L'origine dei musei: un'intima storia di collezionismo


I musei sono dedicati al esposizione, ricerca, conservazione e diffusione di oggetti il cui valore è rilevante in un modo o nell'altro per la società.

Sono divisi principalmente in tre rami: arte, scienze naturali e archeologia.

Tuttavia, ogni volta che si diversificano, sono attualmente quelli storici, naturali, scientifici e tecnici, quelli dedicati ai personaggi o ad un articolo particolare, tra gli altri.

Anche con loro hanno iniziato progetti architettonici notevole che erano ad hoc con l'interno.

E a poco a poco sono diventati una parte importante delle rotte turistiche.

I musei sono nati perché le collezioni richiedevano una maggiore portata nella comunità.

Hanno accolto con favore la consapevolezza del servizio e degli scopi educativi.

La recupero del passato storico È diventato vitale sapere da dove veniamo e dove stiamo andando.

Ogni elemento è una prova inconfutabile dell'esistenza e di vari aspetti dell'umanità.

Anche in diverse occasioni un'opera, un pezzo o una struttura sono diventati un oggetto di culto.

Con loro è prevista la divulgazione e la propagazione della conoscenza.

E in questo modo arricchire la cultura di ogni popolo.

Breve tour dell'ascesa dei musei

L'uomo per natura e nel corso della storia è stato dedicato al raccolta.

Questo si è evoluto nel tempo e ha portato al raccolta, Questa è la radice dei musei.

Etimologicamente la parola deriva dal greco Museion, che era un sito dedicato alle muse e alle divinità stimolanti.

L'umanità ha presto scoperto i beni o gli oggetti culturali come fondamentali per comprendere il passato e intravedere il futuro.
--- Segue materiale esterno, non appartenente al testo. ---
//! Fundamental and essential matrices.
//!
//! `F` works on pixel coordinates, `E` on normalized image coordinates
//! (pixels with the focal length and principal point removed). Both use the
//! convention `x2^T * M * x1 = 0`.

use nalgebra as na;

use super::ransac::{Ransac, RansacConfig, RansacResult, RobustModel};
use super::{PointPair, normalize_points, nullspace_mat3};

fn epipolar_system(p1: &[na::Point2<f64>], p2: &[na::Point2<f64>]) -> na::DMatrix<f64> {
    let mut a = na::DMatrix::<f64>::zeros(p1.len(), 9);
    for (i, (a1, a2)) in p1.iter().zip(p2).enumerate() {
        let (x1, y1, x2, y2) = (a1.x, a1.y, a2.x, a2.y);
        a[(i, 0)] = x2 * x1;
        a[(i, 1)] = x2 * y1;
        a[(i, 2)] = x2;
        a[(i, 3)] = y2 * x1;
        a[(i, 4)] = y2 * y1;
        a[(i, 5)] = y2;
        a[(i, 6)] = x1;
        a[(i, 7)] = y1;
        a[(i, 8)] = 1.0;
    }
    a
}

fn enforce_rank2(m: &na::Matrix3<f64>) -> Option<na::Matrix3<f64>> {
    let svd = m.svd(true, true);
    let u = svd.u?;
    let v_t = svd.v_t?;
    let mut s = svd.singular_values;
    let (min_idx, _) = s.argmin();
    s[min_idx] = 0.0;
    Some(u * na::Matrix3::from_diagonal(&s) * v_t)
}

/// Projects onto the essential manifold: two equal singular values, one zero.
pub fn enforce_essential_constraints(e: &na::Matrix3<f64>) -> Option<na::Matrix3<f64>> {
    let svd = e.svd(true, true);
    let u = svd.u?;
    let v_t = svd.v_t?;
    let s = svd.singular_values;
    let (min_idx, min) = s.argmin();
    if s.sum() - min <= 1e-12 {
        return None;
    }
    let sigma = na::Vector3::from_fn(|i, _| if i == min_idx { 0.0 } else { 1.0 });
    Some(u * na::Matrix3::from_diagonal(&sigma) * v_t)
}

/// Normalized 8-point fundamental matrix from pixel correspondences.
pub fn fundamental_8point(p1: &[na::Point2<f64>], p2: &[na::Point2<f64>]) -> Option<na::Matrix3<f64>> {
    if p1.len() != p2.len() || p1.len() < 8 {
        return None;
    }
    let (n1, t1) = normalize_points(p1)?;
    let (n2, t2) = normalize_points(p2)?;
    let f0 = nullspace_mat3(&epipolar_system(&n1, &n2))?;
    let f = t2.transpose() * enforce_rank2(&f0)? * t1;
    let norm = f.norm();
    if norm <= 1e-15 || !norm.is_finite() {
        return None;
    }
    Some(f / norm)
}

/// 8-point essential matrix from normalized image coordinates.
pub fn essential_8point(p1: &[na::Point2<f64>], p2: &[na::Point2<f64>]) -> Option<na::Matrix3<f64>> {
    if p1.len() != p2.len() || p1.len() < 8 {
        return None;
    }
    // Hartley scaling still helps when the baseline between rays is tiny.
    let (n1, t1) = normalize_points(p1)?;
    let (n2, t2) = normalize_points(p2)?;
    let e0 = nullspace_mat3(&epipolar_system(&n1, &n2))?;
    enforce_essential_constraints(&(t2.transpose() * e0 * t1))
}

/// First-order geometric (Sampson) distance of a pair to `x2^T M x1 = 0`.
pub fn sampson_distance(m: &na::Matrix3<f64>, p1: &na::Point2<f64>, p2: &na::Point2<f64>) -> f64 {
    let x1 = na::Vector3::new(p1.x, p1.y, 1.0);
    let x2 = na::Vector3::new(p2.x, p2.y, 1.0);
    let mx1 = m * x1;
    let mtx2 = m.transpose() * x2;
    let num = x2.dot(&mx1);
    let denom = mx1.x * mx1.x + mx1.y * mx1.y + mtx2.x * mtx2.x + mtx2.y * mtx2.y;
    if denom <= 1e-24 {
        f64::INFINITY
    } else {
        num.abs() / denom.sqrt()
    }
}

pub fn mean_sampson_distance(m: &na::Matrix3<f64>, pairs: &[PointPair]) -> f64 {
    if pairs.is_empty() {
        return 0.0;
    }
    pairs
        .iter()
        .map(|(a, b)| sampson_distance(m, a, b))
        .sum::<f64>()
        / pairs.len() as f64
}

/// Essential matrix fitted on normalized coordinates.
pub struct EssentialEstimator;

impl RobustModel<PointPair> for EssentialEstimator {
    type Model = na::Matrix3<f64>;

    fn min_sample_size(&self) -> usize {
        8
    }

    fn estimate(&self, data: &[&PointPair]) -> Option<Self::Model> {
        let (p1, p2): (Vec<_>, Vec<_>) = data.iter().map(|p| (p.0, p.1)).unzip();
        essential_8point(&p1, &p2)
    }

    fn residual(&self, model: &Self::Model, datum: &PointPair) -> f64 {
        sampson_distance(model, &datum.0, &datum.1)
    }
}

/// RANSAC essential matrix. `pairs` are in normalized coordinates and the
/// threshold in `config` must already be divided by the focal length.
pub fn find_essential(pairs: &[PointPair], config: &RansacConfig) -> RansacResult<na::Matrix3<f64>> {
    Ransac::new(config.clone()).run(&EssentialEstimator, pairs)
}

#[cfg(test)]
mod tests {
    use super::*;
    use crate::geometry::skew;

    fn scene() -> (Vec<na::Point2<f64>>, Vec<na::Point2<f64>>, na::Matrix3<f64>) {
        let r = na::Rotation3::from_euler_angles(0.02, -0.05, 0.03);
        let t = na::Vector3::new(0.3, -0.1, 0.05);
        let mut p1 = Vec::new();
        let mut p2 = Vec::new();
        for i in 0..30 {
            let x = ((i * 37) % 11) as f64 * 0.4 - 2.0;
            let y = ((i * 53) % 7) as f64 * 0.5 - 1.5;
            let z = 5.0 + ((i * 29) % 13) as f64 * 0.3;
            let x1 = na::Vector3::new(x, y, z);
            let x2 = r * x1 + t;
            p1.push(na::Point2::new(x1.x / x1.z, x1.y / x1.z));
            p2.push(na::Point2::new(x2.x / x2.z, x2.y / x2.z));
        }
        let e = skew(&t) * r.matrix();
        (p1, p2, e)
    }

    #[test]
    fn essential_satisfies_epipolar_constraint() {
        let (p1, p2, e_true) = scene();
        let e = essential_8point(&p1, &p2).unwrap();
        for (a, b) in p1.iter().zip(&p2) {
            assert!(sampson_distance(&e, a, b) < 1e-8);
        }
        let e_true = e_true / e_true.norm();
        let e = e / e.norm();
        assert!((e - e_true).norm() < 1e-6 || (e + e_true).norm() < 1e-6);
        let s = e.svd(false, false).singular_values;
        let mut s: Vec<f64> = s.iter().cloned().collect();
        s.sort_by(|a, b| b.partial_cmp(a).unwrap());
        assert!((s[0] - s[1]).abs() < 1e-9);
        assert!(s[2].abs() < 1e-9);
    }

    #[test]
    fn fundamental_is_rank_two() {
        let (p1, p2, _) = scene();
        let k = na::Matrix3::new(400.0, 0.0, 320.0, 0.0, 400.0, 180.0, 0.0, 0.0, 1.0);
        let to_px = |p: &na::Point2<f64>| {
            let v = k * na::Vector3::new(p.x, p.y, 1.0);
            na::Point2::new(v.x, v.y)
        };
        let q1: Vec<_> = p1.iter().map(to_px).collect();
        let q2: Vec<_> = p2.iter().map(to_px).collect();
        let f = fundamental_8point(&q1, &q2).unwrap();
        assert!(f.determinant().abs() < 1e-9);
        let pairs: Vec<PointPair> = q1.into_iter().zip(q2).collect();
        assert!(mean_sampson_distance(&f, &pairs) < 1e-6);
    }

    #[test]
    fn too_few_points() {
        let (p1, p2, _) = scene();
        assert!(essential_8point(&p1[..7], &p2[..7]).is_none());
        assert!(fundamental_8point(&p1[..7], &p2[..7]).is_none());
    }
}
Uno dei primi recinti di questo tipo sorse ad Alessandria attorno all'280 a. C. è stato considerato come un centro di ricerca e campione di diversi pezzi.

Babilonia fece lo stesso esibendo bottini di guerra, mentre l'Egitto mosse i primi passi nel raccogliere le proprietà materiali dei faraoni in preparazione per l'altro mondo.

La Grecia è stata la prima a mostrare nei templi diversi accessori per i cittadini in generale.

Roma ha reso omaggio alla guerra presentando strumenti da esterno usati in battaglia.

Con l'irruzione della religione arrivò anche la raccolta di cose importanti per la chiesa.

Durante le crociate il saccheggio è stato parte dell'accaparramento di diversi paesi.

Rinascimento, una rinascita

Fu nel Rinascimento che il collezionismo divenne consuetudine, è in quel momento che iniziano a esserlo didattica, educativa e scientifica.

Fu anche durante questo periodo che ricevettero formalmente il nome di musei.

L'Italia è stata un forte driver di tutti i tipi di spettacoli, mentre la Francia ha mostrato le sue collezioni reali a illustri visitatori.

Dapprima solo la borghesia fu introdotta in questo mondo, in seguito sarebbero stati dati recinti privati ​​o pubblici allo scopo di un bene comune.

El incoraggiamento alle varie arti Era la chiave della loro crescita.

I primi ad apparire furono il British Museum in (1759), Hermitage (1764), Vaticano (1782) e Louvre (1793).

Il resto è storia. Ora non potremmo concepire nessun sito senza la loro presenza.